Work task: Count up the lines below in which the string "Display" appears. The reply should be that number alone.

(Dataset items)

______

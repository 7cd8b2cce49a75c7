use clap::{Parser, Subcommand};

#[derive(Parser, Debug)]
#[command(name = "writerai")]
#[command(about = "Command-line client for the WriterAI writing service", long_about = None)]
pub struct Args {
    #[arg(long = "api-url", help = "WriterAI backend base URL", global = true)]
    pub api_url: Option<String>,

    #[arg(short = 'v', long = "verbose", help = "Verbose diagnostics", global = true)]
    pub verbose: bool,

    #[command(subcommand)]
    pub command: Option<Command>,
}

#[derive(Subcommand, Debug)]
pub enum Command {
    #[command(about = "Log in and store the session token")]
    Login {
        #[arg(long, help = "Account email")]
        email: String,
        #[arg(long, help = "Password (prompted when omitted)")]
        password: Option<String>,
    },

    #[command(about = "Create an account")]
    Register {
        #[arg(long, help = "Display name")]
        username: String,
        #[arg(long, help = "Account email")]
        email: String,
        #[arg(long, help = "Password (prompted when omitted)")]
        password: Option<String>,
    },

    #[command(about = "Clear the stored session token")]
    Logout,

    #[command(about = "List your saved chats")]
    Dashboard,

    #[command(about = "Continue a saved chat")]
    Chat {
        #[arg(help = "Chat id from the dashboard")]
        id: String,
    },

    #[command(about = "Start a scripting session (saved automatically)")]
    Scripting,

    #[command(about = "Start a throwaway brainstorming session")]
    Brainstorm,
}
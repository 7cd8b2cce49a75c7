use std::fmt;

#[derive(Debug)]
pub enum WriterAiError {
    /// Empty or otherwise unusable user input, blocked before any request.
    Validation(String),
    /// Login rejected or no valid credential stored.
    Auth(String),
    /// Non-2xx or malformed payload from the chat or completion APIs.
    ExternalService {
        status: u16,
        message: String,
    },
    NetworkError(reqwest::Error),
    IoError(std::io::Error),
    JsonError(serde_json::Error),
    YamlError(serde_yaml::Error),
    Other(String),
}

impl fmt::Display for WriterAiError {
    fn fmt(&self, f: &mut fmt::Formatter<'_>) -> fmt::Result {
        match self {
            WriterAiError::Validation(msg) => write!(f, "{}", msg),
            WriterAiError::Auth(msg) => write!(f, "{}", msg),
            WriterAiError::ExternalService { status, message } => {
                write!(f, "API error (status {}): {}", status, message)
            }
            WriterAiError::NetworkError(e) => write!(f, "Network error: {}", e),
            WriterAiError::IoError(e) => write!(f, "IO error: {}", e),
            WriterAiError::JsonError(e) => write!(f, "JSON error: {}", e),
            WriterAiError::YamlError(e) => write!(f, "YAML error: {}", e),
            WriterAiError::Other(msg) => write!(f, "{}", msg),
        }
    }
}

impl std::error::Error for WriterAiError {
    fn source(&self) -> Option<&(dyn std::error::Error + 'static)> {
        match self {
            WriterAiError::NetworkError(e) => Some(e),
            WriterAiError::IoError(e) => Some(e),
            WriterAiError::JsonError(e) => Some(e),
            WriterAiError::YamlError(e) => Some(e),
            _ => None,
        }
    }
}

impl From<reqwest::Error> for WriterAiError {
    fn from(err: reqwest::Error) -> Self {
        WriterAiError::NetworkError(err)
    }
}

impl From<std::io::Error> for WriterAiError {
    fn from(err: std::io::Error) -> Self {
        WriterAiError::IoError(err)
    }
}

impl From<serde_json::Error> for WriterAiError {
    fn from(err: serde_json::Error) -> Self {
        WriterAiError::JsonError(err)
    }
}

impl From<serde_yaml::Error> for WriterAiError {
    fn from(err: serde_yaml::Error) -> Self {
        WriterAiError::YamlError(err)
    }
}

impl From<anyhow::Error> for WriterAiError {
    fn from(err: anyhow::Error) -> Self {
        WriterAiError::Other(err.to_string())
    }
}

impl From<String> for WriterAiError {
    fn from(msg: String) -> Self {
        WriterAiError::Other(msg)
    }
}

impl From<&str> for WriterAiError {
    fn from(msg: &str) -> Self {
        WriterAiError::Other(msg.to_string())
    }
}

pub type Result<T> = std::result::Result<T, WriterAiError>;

______

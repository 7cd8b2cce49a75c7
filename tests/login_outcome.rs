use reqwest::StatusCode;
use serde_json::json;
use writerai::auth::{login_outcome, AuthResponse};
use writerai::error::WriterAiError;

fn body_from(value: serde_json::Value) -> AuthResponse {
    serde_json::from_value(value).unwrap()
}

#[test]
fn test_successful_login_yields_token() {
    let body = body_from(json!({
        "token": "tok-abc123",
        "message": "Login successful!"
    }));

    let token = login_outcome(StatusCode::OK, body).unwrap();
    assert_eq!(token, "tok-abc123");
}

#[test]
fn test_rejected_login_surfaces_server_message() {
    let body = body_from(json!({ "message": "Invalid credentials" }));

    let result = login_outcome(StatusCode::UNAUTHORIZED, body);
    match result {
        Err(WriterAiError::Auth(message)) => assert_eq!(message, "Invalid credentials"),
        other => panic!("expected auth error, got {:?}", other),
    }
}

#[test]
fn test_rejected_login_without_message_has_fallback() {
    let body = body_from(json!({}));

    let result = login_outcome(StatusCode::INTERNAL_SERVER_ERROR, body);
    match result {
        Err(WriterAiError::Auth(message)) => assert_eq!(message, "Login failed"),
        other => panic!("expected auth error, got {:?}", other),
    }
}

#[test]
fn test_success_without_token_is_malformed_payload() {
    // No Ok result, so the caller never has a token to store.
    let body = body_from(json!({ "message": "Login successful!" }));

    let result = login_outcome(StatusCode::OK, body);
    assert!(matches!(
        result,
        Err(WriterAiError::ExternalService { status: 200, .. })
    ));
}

______

Exercise output: 2